Aug 2, 2014; Boston, MA, USA; New York Yankees starting pitcher Shane Greene (61) pitches during the first inning against the Boston Red Sox at Fenway Park. Mandatory Credit: Bob DeChiara-USA TODAY Sports

Leaving Shane Greene in for the Ninth Inning: Bad Process, Good Results

The Yankees won 3 out of 4 at home against a very good Detroit Tigers team featuring the past 3 Cy Young Award recipients. The one loss was a 1-run game that the Yankees were very close to winning. On the flip side, one of the wins, aided by some inauspicious pitching deployment late in the game, was almost for naught. Leaving starting pitcher Shane Greene in the game to pitch the 9th inning was not an optimal choice.

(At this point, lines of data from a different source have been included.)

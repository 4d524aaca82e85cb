//! Outbound call pacing for the upstream API.
//!
//! The API allows 60 requests per sliding 60-second window. `acquire()` is
//! the sole suspension point of the crawler and validator hot loops: it
//! parks the task until a slot opens. A 429 observed by the client is
//! reported back here and delays every subsequent acquisition.
//!
//! Nothing is persisted; a fresh process starts with a clean window.

use std::collections::VecDeque;
use std::sync::Arc;
use std::time::Duration;

use rand::Rng;
use tokio::sync::Mutex;
use tokio::time::Instant;

pub const WINDOW: Duration = Duration::from_secs(60);
pub const MAX_PER_WINDOW: usize = 60;

/// Upper bound of the random jitter added on top of a reported retry-after.
const RETRY_JITTER_MS: u64 = 500;

#[derive(Clone)]
pub struct RateLimiter {
    inner: Arc<Mutex<Inner>>,
    window: Duration,
    max_per_window: usize,
}

struct Inner {
    /// Send instants within the current window, oldest first.
    sent: VecDeque<Instant>,
    /// No acquisition may complete before this instant (429 penalty).
    penalty_until: Option<Instant>,
}

impl Default for RateLimiter {
    fn default() -> Self {
        Self::new(MAX_PER_WINDOW, WINDOW)
    }
}

impl RateLimiter {
    pub fn new(max_per_window: usize, window: Duration) -> Self {
        Self {
            inner: Arc::new(Mutex::new(Inner {
                sent: VecDeque::with_capacity(max_per_window),
                penalty_until: None,
            })),
            window,
            max_per_window,
        }
    }

    /// Block until a request slot is available, then claim it.
    pub async fn acquire(&self) {
        loop {
            let wait = {
                let mut inner = self.inner.lock().await;
                let now = Instant::now();

                while let Some(front) = inner.sent.front() {
                    if *front + self.window <= now {
                        inner.sent.pop_front();
                    } else {
                        break;
                    }
                }

                if let Some(until) = inner.penalty_until {
                    if until > now {
                        until - now
                    } else {
                        inner.penalty_until = None;
                        continue;
                    }
                } else if inner.sent.len() < self.max_per_window {
                    inner.sent.push_back(now);
                    return;
                } else {
                    // Window full: wait for the oldest entry to age out.
                    *inner.sent.front().expect("window non-empty") + self.window - now
                }
            };
            tokio::time::sleep(wait).await;
        }
    }

    /// Record a 429 from upstream. All subsequent `acquire()` calls are
    /// delayed by at least `retry_after`, plus jitter so that concurrent
    /// processes sharing the key don't reconverge on the same instant.
    pub async fn report_retry_after(&self, retry_after: Duration) {
        let jitter = Duration::from_millis(rand::thread_rng().gen_range(0..=RETRY_JITTER_MS));
        let until = Instant::now() + retry_after + jitter;
        let mut inner = self.inner.lock().await;
        if inner.penalty_until.is_none_or(|existing| until > existing) {
            inner.penalty_until = Some(until);
        }
        tracing::warn!(
            retry_after_secs = retry_after.as_secs_f64(),
            "rate limited upstream — delaying subsequent requests"
        );
    }
}
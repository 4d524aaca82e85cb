//! Cross-process mutual exclusion.
//!
//! Before a crawler or validator does useful work it checks a remote list
//! of active workflow runs for a conflicting category, polling with backoff
//! until the conflict clears or two hours elapse. Timeout is a clean SKIP,
//! not a failure. When the remote status source is unavailable, a
//! filesystem lock with a staleness horizon stands in.

use std::fs::{self, OpenOptions};
use std::io::Write;
use std::path::PathBuf;
use std::time::{Duration, SystemTime};

use async_trait::async_trait;
use serde::Deserialize;
use tokio::time::Instant;
use tokio_util::sync::CancellationToken;

use crate::error::EchomapError;

pub const STATUS_CACHE_TTL: Duration = Duration::from_secs(30);
pub const POLL_INITIAL: Duration = Duration::from_secs(30);
pub const POLL_MAX: Duration = Duration::from_secs(300);
pub const CONFLICT_TIMEOUT: Duration = Duration::from_secs(2 * 3600);

/// A lock file older than this is presumed abandoned and overridden.
pub const LOCK_STALE_AFTER: Duration = Duration::from_secs(2 * 3600);

pub const LOCK_FILE: &str = ".echomap.lock";

#[derive(Debug, Clone, Copy, PartialEq, Eq)]
pub enum JobKind {
    Crawl,
    PartialValidate,
    FullValidate,
}

impl JobKind {
    pub fn as_str(self) -> &'static str {
        match self {
            Self::Crawl => "crawl",
            Self::PartialValidate => "partial_validate",
            Self::FullValidate => "full_validate",
        }
    }

    pub fn parse(raw: &str) -> Option<Self> {
        match raw {
            "crawl" => Some(Self::Crawl),
            "partial_validate" => Some(Self::PartialValidate),
            "full_validate" => Some(Self::FullValidate),
            _ => None,
        }
    }

    pub fn conflicts_with(self, other: Self) -> bool {
        match self {
            Self::Crawl => matches!(other, Self::PartialValidate | Self::FullValidate),
            Self::PartialValidate => matches!(other, Self::Crawl | Self::FullValidate),
            Self::FullValidate => matches!(other, Self::Crawl | Self::PartialValidate),
        }
    }
}

/// One active run as reported by the remote status endpoint.
#[derive(Debug, Clone, Deserialize)]
pub struct WorkflowRun {
    pub category: String,
    pub status: String,
}

impl WorkflowRun {
    fn is_running(&self) -> bool {
        self.status.eq_ignore_ascii_case("running")
    }
}

#[async_trait]
pub trait RunStatusSource: Send + Sync {
    async fn active_runs(&self) -> Result<Vec<WorkflowRun>, EchomapError>;
}

/// Status source backed by an HTTP endpoint returning a JSON array of runs.
pub struct HttpStatusSource {
    client: reqwest::Client,
    url: String,
}

impl HttpStatusSource {
    pub fn new(url: impl Into<String>) -> Self {
        let client = reqwest::Client::builder()
            .connect_timeout(Duration::from_secs(10))
            .timeout(Duration::from_secs(20))
            .build()
            .expect("failed to build HTTP client");
        Self {
            client,
            url: url.into(),
        }
    }
}

#[async_trait]
impl RunStatusSource for HttpStatusSource {
    async fn active_runs(&self) -> Result<Vec<WorkflowRun>, EchomapError> {
        let response = self.client.get(&self.url).send().await?;
        let response = response.error_for_status()?;
        Ok(response.json().await?)
    }
}

/// How exclusion was (or wasn't) obtained.
pub enum Outcome {
    /// Clear to run. Holds the file lock when the fallback path was taken.
    Proceed(Option<LockGuard>),
    /// Conflict never cleared (or we were cancelled): exit 0 with a
    /// visible skip record, no API calls made.
    Skip,
}

/// RAII file lock; released on drop.
pub struct LockGuard {
    path: PathBuf,
}

impl Drop for LockGuard {
    fn drop(&mut self) {
        if let Err(e) = fs::remove_file(&self.path) {
            tracing::warn!(path = %self.path.display(), "failed to release lock file: {e}");
        }
    }
}

pub struct Orchestrator<S> {
    source: Option<S>,
    lock_path: PathBuf,
    cached: Option<(Instant, Vec<WorkflowRun>)>,
}

impl<S: RunStatusSource> Orchestrator<S> {
    pub fn new(source: Option<S>, lock_path: impl Into<PathBuf>) -> Self {
        Self {
            source,
            lock_path: lock_path.into(),
            cached: None,
        }
    }

    /// Obtain exclusion for `kind`, waiting out conflicts up to the
    /// two-hour deadline.
    pub async fn acquire(
        &mut self,
        kind: JobKind,
        cancel: &CancellationToken,
    ) -> Result<Outcome, EchomapError> {
        let deadline = Instant::now() + CONFLICT_TIMEOUT;

        if self.source.is_none() {
            return self.acquire_file_lock(kind, cancel, deadline).await;
        }

        let mut poll = POLL_INITIAL;
        loop {
            let conflicts = match self.conflicting_runs(kind).await {
                Ok(c) => c,
                Err(e) => {
                    tracing::warn!("workflow status query failed ({e}) — using file lock");
                    return self.acquire_file_lock(kind, cancel, deadline).await;
                }
            };

            if conflicts.is_empty() {
                tracing::debug!(job = kind.as_str(), "no conflicting workflow runs");
                return Ok(Outcome::Proceed(None));
            }

            if Instant::now() >= deadline {
                tracing::warn!(
                    job = kind.as_str(),
                    conflicts = ?conflicts,
                    "conflict did not clear within the timeout — skipping this run"
                );
                return Ok(Outcome::Skip);
            }

            tracing::info!(
                job = kind.as_str(),
                conflicts = ?conflicts,
                wait_secs = poll.as_secs(),
                "conflicting run active — waiting"
            );

            tokio::select! {
                _ = cancel.cancelled() => {
                    tracing::info!(job = kind.as_str(), "cancelled while waiting — skipping");
                    return Ok(Outcome::Skip);
                }
                _ = tokio::time::sleep(poll) => {}
            }
            poll = (poll * 2).min(POLL_MAX);
        }
    }

    async fn conflicting_runs(&mut self, kind: JobKind) -> Result<Vec<String>, EchomapError> {
        let runs = self.runs_cached().await?;
        Ok(runs
            .iter()
            .filter(|run| run.is_running())
            .filter(|run| {
                JobKind::parse(&run.category)
                    .is_some_and(|other| kind.conflicts_with(other))
            })
            .map(|run| run.category.clone())
            .collect())
    }

    async fn runs_cached(&mut self) -> Result<Vec<WorkflowRun>, EchomapError> {
        if let Some((at, runs)) = &self.cached
            && at.elapsed() < STATUS_CACHE_TTL
        {
            return Ok(runs.clone());
        }
        let source = self
            .source
            .as_ref()
            .ok_or_else(|| EchomapError::Other("no status source configured".into()))?;
        let runs = source.active_runs().await?;
        self.cached = Some((Instant::now(), runs.clone()));
        Ok(runs)
    }

    async fn acquire_file_lock(
        &self,
        kind: JobKind,
        cancel: &CancellationToken,
        deadline: Instant,
    ) -> Result<Outcome, EchomapError> {
        if let Some(parent) = self.lock_path.parent()
            && !parent.as_os_str().is_empty()
        {
            fs::create_dir_all(parent).map_err(|e| EchomapError::io(parent, e))?;
        }

        let mut poll = POLL_INITIAL;
        loop {
            match OpenOptions::new()
                .write(true)
                .create_new(true)
                .open(&self.lock_path)
            {
                Ok(mut file) => {
                    let _ = writeln!(
                        file,
                        "{} pid={} at={}",
                        kind.as_str(),
                        std::process::id(),
                        chrono::Utc::now().to_rfc3339()
                    );
                    tracing::debug!(path = %self.lock_path.display(), "file lock acquired");
                    return Ok(Outcome::Proceed(Some(LockGuard {
                        path: self.lock_path.clone(),
                    })));
                }
                Err(e) if e.kind() == std::io::ErrorKind::AlreadyExists => {
                    if self.lock_is_stale() {
                        tracing::warn!(
                            path = %self.lock_path.display(),
                            "overriding stale lock file"
                        );
                        let _ = fs::remove_file(&self.lock_path);
                        continue;
                    }
                    if Instant::now() >= deadline {
                        tracing::warn!(
                            job = kind.as_str(),
                            "lock held past the timeout — skipping this run"
                        );
                        return Ok(Outcome::Skip);
                    }
                    tokio::select! {
                        _ = cancel.cancelled() => return Ok(Outcome::Skip),
                        _ = tokio::time::sleep(poll) => {}
                    }
                    poll = (poll * 2).min(POLL_MAX);
                }
                Err(e) => return Err(EchomapError::io(&self.lock_path, e)),
            }
        }
    }

    fn lock_is_stale(&self) -> bool {
        let Ok(meta) = fs::metadata(&self.lock_path) else {
            // Vanished between the failed create and now; retry will win.
            return true;
        };
        meta.modified()
            .ok()
            .and_then(|mtime| SystemTime::now().duration_since(mtime).ok())
            .is_some_and(|age| age > LOCK_STALE_AFTER)
    }
}
use axum::{
    Extension, Router,
    extract::{Query, State},
    middleware::from_fn_with_state,
    response::Json as ResponseJson,
    routing::get,
};
use db::models::project::{Project, ProjectFilter};
use deployment::Deployment;
use serde::Deserialize;
use services::services::{
    editor::{EditorSession, ProjectSubmission, SaveOutcome},
    notification::Actor,
};
use ts_rs::TS;
use utils::response::ApiResponse;

use crate::{
    DeploymentImpl, error::ApiError, middleware::load_project_middleware,
    routes::editor_form::EditorForm,
};

/// Submission form. `other_subject` is read only when `subject` is "Autre".
#[derive(Debug, Deserialize, TS)]
pub struct ProjectForm {
    pub title: String,
    pub description: String,
    pub subject: String,
    #[serde(default)]
    pub other_subject: Option<String>,
}

pub async fn get_projects(
    State(deployment): State<DeploymentImpl>,
    Extension(actor): Extension<Actor>,
    Query(filter): Query<ProjectFilter>,
) -> Result<ResponseJson<ApiResponse<Vec<Project>>>, ApiError> {
    let projects = Project::find_filtered(&deployment.db().pool, actor.user_id, &filter).await?;
    Ok(ResponseJson(ApiResponse::success(projects)))
}

pub async fn get_project(
    Extension(project): Extension<Project>,
) -> Result<ResponseJson<ApiResponse<Project>>, ApiError> {
    Ok(ResponseJson(ApiResponse::success(project)))
}

pub async fn submit_project(
    State(deployment): State<DeploymentImpl>,
    Extension(actor): Extension<Actor>,
    form: EditorForm<ProjectForm>,
) -> Result<ResponseJson<ApiResponse<SaveOutcome<Project>>>, ApiError> {
    let EditorForm { data, files, .. } = form;
    let mut session = EditorSession::new();
    session.loaded()?;

    let outcome = deployment
        .editor()
        .submit_project(
            &actor,
            &mut session,
            ProjectSubmission {
                title: data.title,
                description: data.description,
                subject: data.subject,
                other_subject: data.other_subject,
                files,
            },
        )
        .await?;

    Ok(ResponseJson(ApiResponse::success(outcome)))
}

pub async fn delete_project(
    State(deployment): State<DeploymentImpl>,
    Extension(actor): Extension<Actor>,
    Extension(project): Extension<Project>,
) -> Result<ResponseJson<ApiResponse<()>>, ApiError> {
    let rows_affected = Project::delete(&deployment.db().pool, actor.user_id, project.id).await?;
    if rows_affected == 0 {
        return Err(ApiError::NotFound("Projet introuvable.".to_string()));
    }
    Ok(ResponseJson(ApiResponse::success(())))
}

pub fn router(deployment: &DeploymentImpl) -> Router<DeploymentImpl> {
    let project_id_router = Router::new()
        .route("/", get(get_project).delete(delete_project))
        .layer(from_fn_with_state(
            deployment.clone(),
            load_project_middleware::<DeploymentImpl>,
        ));

    let inner = Router::new()
        .route("/", get(get_projects).post(submit_project))
        .nest("/{project_id}", project_id_router);

    Router::new().nest("/projects", inner)
}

Let’s walk through the decision factors. Shane Greene had pitched very well up to that point in the game: 8 innings, 5 hits (all singles), 5 strikeouts, 3 walks, 11 groundouts to 3 flyouts. Also, prior to the 9th inning, Greene had thrown 98 pitches, an amount that managers typically are comfortable with extending by 10-15 more. However, managing based on how the pitcher has done so far in the game or by pitch count are the wrong approaches. Mitchel Lichtman has done extensive research on the times through the order penalty. The overriding idea is that starting pitchers produce drastically diminished results each time they turn the opposing team’s lineup over.  There are very few starters embarking on their 4th time through the order who have a better chance at recording outs than any competent major league caliber reliever. Shane Greene (close to replacement level during 4th time through order) is certainly not one of them, especially when the reliever is David Robertson. Additionally the hitters coming up were very good: Ian Kinsler (R), Victor Martinez (S), J.D. Martinez (R), and Don Kelly (L). Miguel Cabrera (R) was available to pinch hit at any moment. Robertson and Greene are both righties, but Robertson’s repertoire is better at getting lefties (namely Victor Martinez in this spot) out. Robertson’s primary pitches- cutter and spike curveball- have less of a platoon split than Greene’s 2 best pitches- sinker and slider.

The inning began with Greene allowing a first-pitch line drive single to Ian Kinsler. That play alone decreased the Yankees’ odds of winning the game from 84.1% to 72.6%. Girardi rushed to the mound to relieve Greene. Fortunately, Robertson did his usual Houdini act-walk to Victor Martinez, GIDP of pinch-hitter Cabrera, soft line-out from Kelly- and got out of the inning without allowing the tying run. The outcome does not ever justify the process. Robertson, an elite closer with 2 days of rest, was the best choice to start and finish the 9th inning without allowing the tying run because of the times through the order penalty Greene faced and the quality of the hitters coming up including consideration of the platoon (dis)advantage.

It is unlikely that Girardi thought that Greene, in his 6th MLB start and approaching 100 pitches, was the best option for that 9th inning. Unfortunately he seemed to be managing for a stat- Complete Game Shutout- rather than managing to win the game. He has done the leave the starting pitcher in with a 1 baserunner leash late in the game trick before. This instance- 1 run game in 9th against good team with middle of the order due up- appeared to be the most egregious and pointed to his hope of getting the rookie a “1” under CG on his FanGraphs page. Tactical decisions that lessen the Yankees chances of winning a game- even by just several percentage points- could sink a team fighting for its playoff lives after having gotten extremely lucky the first 114 games of the season.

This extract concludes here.